В письме Цельтеру Гёте, обращаясь не только к другу, но и к потомкам, описывает этот свой последний выезд. Кроме того, сохранилось еще одно свидетельство, оставленное инспектором Иоганном Кристианом Маром, который хорошо знал окрестности Ильменау и сопровождал Гёте в его прогулках по старым заросшим тропам и недавно проложенным дорогам.

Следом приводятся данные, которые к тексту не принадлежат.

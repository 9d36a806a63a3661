//! Streaming: direct live proxy and supervised HLS transcoding sessions

pub mod proxy;
pub mod session;
pub mod transcoder;

pub use proxy::{LiveProxy, LiveStream};
pub use session::{SessionDescriptor, StreamSession, StreamSessionManager, StreamingConfig};
pub use transcoder::{Transcoder, TranscoderConfig};
//! End-to-end fleet lifecycle tests
//!
//! Exercises registration, health probing with circuit breaking, and event
//! fan-out together, the way the gateway wires them in production.

use std::sync::atomic::{AtomicBool, AtomicU32, Ordering};
use std::sync::Arc;
use std::time::Duration;

use async_trait::async_trait;
use camgrid_core::{
    CameraProtocol, ConnectionConfig, ConnectionManager, DeviceDescriptor, DeviceEvent,
    DeviceInfo, DeviceStatus, Error, EventBroker, ProtocolFactory, PushEventSource, Result,
    StatusSink, StreamKind,
};

struct FlakyCamera {
    fail_probe: AtomicBool,
    probe_calls: AtomicU32,
}

#[async_trait]
impl CameraProtocol for FlakyCamera {
    async fn login(&self) -> Result<()> {
        Ok(())
    }
    async fn logout(&self) -> Result<()> {
        Ok(())
    }
    async fn probe(&self) -> Result<DeviceInfo> {
        self.probe_calls.fetch_add(1, Ordering::SeqCst);
        if self.fail_probe.load(Ordering::SeqCst) {
            return Err(Error::connection("cam", "no route to host"));
        }
        Ok(DeviceInfo::default())
    }
    async fn stream_uri(&self, _kind: StreamKind, _channel: u32) -> Result<String> {
        Ok("rtsp://device/stream1".to_string())
    }
    async fn control(&self, _command: &str, _params: serde_json::Value) -> Result<serde_json::Value> {
        Ok(serde_json::json!({}))
    }
}

struct FlakyFactory {
    camera: Arc<FlakyCamera>,
}

impl ProtocolFactory for FlakyFactory {
    fn create(&self, _descriptor: &DeviceDescriptor) -> Result<Arc<dyn CameraProtocol>> {
        Ok(self.camera.clone())
    }
}

struct NullSink;

#[async_trait]
impl StatusSink for NullSink {
    async fn update_status(&self, _device_id: &str, _status: DeviceStatus, _at: chrono::DateTime<chrono::Utc>) {}
}

fn descriptor(id: &str, host: &str) -> DeviceDescriptor {
    DeviceDescriptor {
        id: id.to_string(),
        host: host.to_string(),
        port: 80,
        username: "admin".to_string(),
        password: "pw".to_string(),
        use_tls: false,
        accept_invalid_certs: false,
        model: None,
        firmware: None,
    }
}

fn manager(camera: Arc<FlakyCamera>) -> Arc<ConnectionManager> {
    Arc::new(ConnectionManager::new(
        Arc::new(FlakyFactory { camera }),
        Arc::new(NullSink),
        ConnectionConfig {
            connect_timeout: Duration::from_millis(500),
            probe_timeout: Duration::from_millis(500),
            max_retries: 3,
            circuit_reset: Duration::from_secs(60),
            health_interval: Duration::from_secs(30),
        },
    ))
}

#[tokio::test]
async fn register_with_empty_host_fails_validation() {
    let camera = Arc::new(FlakyCamera {
        fail_probe: AtomicBool::new(false),
        probe_calls: AtomicU32::new(0),
    });
    let manager = manager(camera);

    let err = manager.add_device(descriptor("cam-1", "")).await.unwrap_err();
    assert!(matches!(err, Error::Validation(_)));
    assert_eq!(manager.device_count().await, 0);
}

#[tokio::test]
async fn three_failed_probes_open_circuit_and_fourth_is_skipped() {
    let camera = Arc::new(FlakyCamera {
        fail_probe: AtomicBool::new(false),
        probe_calls: AtomicU32::new(0),
    });
    let manager = manager(camera.clone());

    manager.add_device(descriptor("cam-1", "10.0.0.10")).await.unwrap();
    camera.fail_probe.store(true, Ordering::SeqCst);
    let baseline = camera.probe_calls.load(Ordering::SeqCst);

    for _ in 0..3 {
        manager.health_check_all().await;
    }
    let snapshot = manager.get_snapshot("cam-1").await.unwrap();
    assert!(snapshot.circuit_open);
    assert_eq!(snapshot.status, DeviceStatus::Offline);

    // Fourth probe round: circuit open, no network call recorded
    manager.health_check_all().await;
    assert_eq!(camera.probe_calls.load(Ordering::SeqCst), baseline + 3);

    // Operations fail fast with the device named
    let err = manager
        .control("cam-1", "ptz_move", serde_json::json!({"pan": 10}))
        .await
        .unwrap_err();
    assert!(matches!(err, Error::CircuitOpen { ref device_id } if device_id == "cam-1"));
}

#[tokio::test]
async fn filtered_and_unfiltered_subscribers() {
    let source = Arc::new(PushEventSource::new(64));
    let broker = EventBroker::new(source.clone());

    let mut filtered = broker
        .subscribe("sub-filtered", Some("cam-123".to_string()), 16)
        .await
        .unwrap();
    let mut unfiltered = broker.subscribe("sub-all", None, 16).await.unwrap();

    assert!(source.publish(DeviceEvent::new("cam-456", "motion", serde_json::json!({}))));
    tokio::time::sleep(Duration::from_millis(30)).await;

    assert!(filtered.try_recv().is_none());
    let event = unfiltered.try_recv().expect("unfiltered subscriber receives the event");
    assert_eq!(event.device_id, "cam-456");
}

На второй день путешествия, в субботу 27 августа, Гёте оставляет внуков на попечение слуги и вместе с Маром совершает восхождение на гору Кикельхан. Стоя на вершине горы у ротонды, они любуются удивительным видом. «Ах! – восклицает Гёте. – Если бы только мой славный герцог Карл Август мог еще раз увидеть эту красоту!»[1774] После этого он спрашивает Мара про «маленькую хижину», которая должна быть где-то здесь поблизости. Он хотел бы туда попасть. «И в самом деле, – пишет Мар, – он бодро зашагал сквозь довольно высокие кусты черники, покрывавшие вершину горы, к хорошо знакомому двухэтажному охотничьему домику, сколоченному из брусьев и досок. На верхний этаж вела крутая лестница. Я предложил ему свою помощь, но он с юношеской беспечностью отказался, заметив: “Вы же не думаете, что я не могу сам подняться по лестнице; с этим я еще отлично справляюсь”. Войдя в верхнюю комнату, он сказал: “В былые времена <…> я прожил здесь восемь дней и написал на стене маленькое стихотворение. Хотел бы я взглянуть на него еще разок”»[1775]. И действительно, поднявшись наверх, они увидели нацарапанные карандашом четверостишия, хорошо известные читателю уже в те времена, но пока не вошедшие ни в одно авторизованное издание сочинений: «Горные вершины спят во тьме ночной…» Здесь Гёте впервые перечитывает эти строки, и «слезы текут по его щекам».
Это был кульминационный момент последнего путешествия Гёте в Ильменау, о котором узнали лишь потомки. Сам день рождения прошел радостно и легко. Гёте завтракал с внуками, когда перед ними появился небольшой духовой оркестр и заиграл кантату Баха «Се, ныне все благословляйте Бога». Девушки в белых одеждах с венками на голове читали стихи, а когда все закончилось, Гёте поставил перед собой бокал – подарок Амалии фон Леветцов с выгравированными инициалами ее дочерей, который она преподнесла ему летом 1823 года в Мариенбаде и который он предусмотрительно взял с собой из Веймара. Не Ульрике, а ее матери он пишет: «Сегодня <…> я ставлю перед собою этот бокал, напоминающий мне череду былых лет и воскрешающий в моем воображении прекраснейшие часы жизни»[1776].
В гётевском рассказе Цельтеру об этой поездке чувствуется его сильная взволнованность, однако теперь он погружает свои личные переживания в общий контекст природной и человеческой жизни. «В заброшенной дощатой хижине, возвышающейся над верхушками елей, я обнаружил ту самую надпись, – пишет он и продолжает: – После стольких лет было нетрудно понять, что вечно, а что преходяще. Удачи выступили на первый план и могли послужить утешением, неудачи были пережиты и забылись. Каждый, от угольщика и до владельца фарфорового завода, по-прежнему жил в соответствии со своим предназначением. Ковали железо, из рудных жил добывали бурый камень, <…> варили смолу, <…> и так все шло своим чередом <…>. В целом здесь можно видеть достойное восхищения использование разнообразнейших земных и горных поверхностей и недр»[1777].